If the Habitat III process does not address the fundamental economic causes of segregation, exclusion, inequality and crisis in human settlements and missing housing access or include corrective measures, we fear that the subsequent Agenda will be another failure.
We believe that real change should include the following instruments:
All public policies which directly or indirectly affect housing must be directed by the aim of realizing the human right to adequate housing for all. In this perspective housing first of all is a social good for social needs, a use value, and not an asset for private income, trade, accumulation and speculation. The socialisation of losses must be resversed.
The provision of rental housing as a safe, stable and affordable option of tenure is a necessary element of any social housing policy. This element includes the protection and rights of tenants in privately owned housing as well as the provision of social rental housing, which is not oriented on financial returns, asset accumulation and income generation but directly serves social housing needs.
All states should guarantee the organization of a non-for-profit segment of accessible, affordable social rental housing of good quality, which is well managed and democratically controlled and whose qualities, locations and quantities satisfy the existing and developing local housing needs. In order to achieve this goal all states must strengthen, rebuild or newly create democratic non-for-profit structures which have the capacity to construct, maintain, renovate and facilitate this non-profit social housing stock. Public subsidies as well as the provision of land for constructions must support and privilege non-for-profit housing solutions for those in need. Public subsidies for new constructions as well as for renovations should lead to binding, lasting and publicly controlled social commitments of the benificiaries and their property. They can be organized in various ways according to national rules and local situations.
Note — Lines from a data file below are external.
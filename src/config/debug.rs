//! Debugging feature flags.

#[allow(dead_code)]
pub struct LogFlags {
    /// Log every submission as it is dispatched and resolved.
    pub log_submissions: bool,

    /// Log resolutions thrown away because a newer submission superseded them.
    pub log_stale_discards: bool,

    /// Anything about chart pan/zoom resets
    pub log_chart_resets: bool,

    /// Dump the outbound JSON payload before sending it
    pub log_payloads: bool,
}

pub const DF: LogFlags = LogFlags {
    log_submissions: true,
    log_stale_discards: true,

    log_chart_resets: false,
    log_payloads: false,
};
use crate::{data::ForecastError, models::ForecastResponse};

/// Tag attached to every submission. Later submissions always carry larger tokens.
#[derive(Copy, Clone, Debug, PartialEq, Eq, PartialOrd, Ord, Hash)]
pub struct SubmissionToken(pub(crate) u64);

impl SubmissionToken {
    pub fn value(self) -> u64 {
        self.0
    }
}

impl std::fmt::Display for SubmissionToken {
    fn fmt(&self, f: &mut std::fmt::Formatter) -> std::fmt::Result {
        write!(f, "#{}", self.0)
    }
}

/// The result returned by the background request task
#[derive(Debug, Clone)]
pub struct Resolution {
    pub token: SubmissionToken,
    pub duration_ms: u128,
    pub result: Result<ForecastResponse, ForecastError>,
}
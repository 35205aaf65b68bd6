use {
    crate::{config::PLOT_CONFIG, ui::UI_CONFIG},
    eframe::egui::{Color32, RichText, Ui},
};

pub(crate) fn colored_subsection_heading(text: impl Into<String>) -> RichText {
    RichText::new(text.into()).color(UI_CONFIG.colors.subsection_heading)
}

pub(crate) trait UiStyleExt {
    fn label_subdued(&mut self, text: impl Into<String>);
    fn label_subheader(&mut self, text: impl Into<String>);
    fn label_error(&mut self, text: impl Into<String>);
    fn button_text_primary(&self, text: impl Into<String>) -> RichText;
}

impl UiStyleExt for Ui {
    fn label_subdued(&mut self, text: impl Into<String>) {
        self.label(RichText::new(text).small().color(PLOT_CONFIG.color_text_subdued));
    }

    fn label_subheader(&mut self, text: impl Into<String>) {
        self.label(colored_subsection_heading(text));
    }

    fn label_error(&mut self, text: impl Into<String>) {
        self.label(RichText::new(text).strong().color(PLOT_CONFIG.color_error));
    }

    fn button_text_primary(&self, text: impl Into<String>) -> RichText {
        RichText::new(text).strong().color(Color32::GREEN)
    }
}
Instruments for the support of social housing must include rules for urban planning and land sales, which oblige all investors to use the land or a certain portion of it for needed non-profit rental housing and other forms of regulated and needed social infrastructure. By such instruments municipalities can avoid that limited resources get wasted and that urban investments lead to gentrification, ghettoization and expulsion.
The New Habitat Agenda must include a clear commitment to the right to stay put, which requires a principal of strengthening security of tenancy and tenure in its diverse forms in all countries. The global community must call for a ban on evictions without proper established safeguards, relocation in the same neighbourhood and respect all the human rights. The New Habitat Agenda should remind all stakeholders that forced eviction is a “gross violation of human rights, in particular the human right to adequate housing” and subject to prosecution of perpetrators and reparation for victims. It should include recommendations for the implemention of policies for concrete alternatives.
Rent control must be implemented for all tenants, for new rental agreements, as well as for sitting tenants.
Enforceable rights to adequate housing must be guaranteed by public institutions at different levels, which implies concrete policies in order to empower public institutions to uphold this human right in their relations to real estate and financial markets. This applies in both urban and rural areas, since we observe the same unfair trends affecting peasants and indigenous people, and not only city dwellers. Adequate Housing includes access and use of water, sanitation, energy and access to all basic services and livelihood.
In all countries, we need effective taxation of real estate transactions to reduce gentrification and speculation, and to generate revenue for public-housing support. Vacant buildings should be subject to special tax and penalty. Public requisition of empty buildings and squats should be considered as legitimate for meeting social needs.
The New Habitat Agenda should express commitments to social and collective (not only private-property-based) solutions for the regularisation of non-authorized “spontaneous” neighbourhoods. Tenants in “informal” neighbourhoods and in the regularization processes must be respected as citizens with equal human rights, not least the human right to adequate housing.
Social housing needs never can be met by private markets alone. People with low and medium income in all countries and cities need structures of housing provision that do not pursue profit maximization, but are directly dedicated to a social purpose. Therefore, the ongoing privatizations of public and social housing, publicly regulated housing finance, urban planning and development must be stopped and reversed.
There will be no solution to the housing and urban crisis as long as the dogma of austerity rules policies at all levels. We need massive public funding in order to overcome housing shortage. Mindful that popular housing solutions, by actual number of units, far outstrip both private and public sector production combined, we urge the recognition of “state-supported social production”.
Essential to the New Habitat Agenda are firm commitments with respect to the rights of all workers, as well as inhabitants, to express, organize, strike and collectively bargain and negotiate in order to achieve collective solutions. The New Habitat Agenda should recognize squatting, rent strikes and other forms of peaceful protest and self-help as elements of rights-based spatial development. This approach does not question, but underlines and supports both the authority and obligation of constitutional states to prevent and remedy all violations of the human right to housing.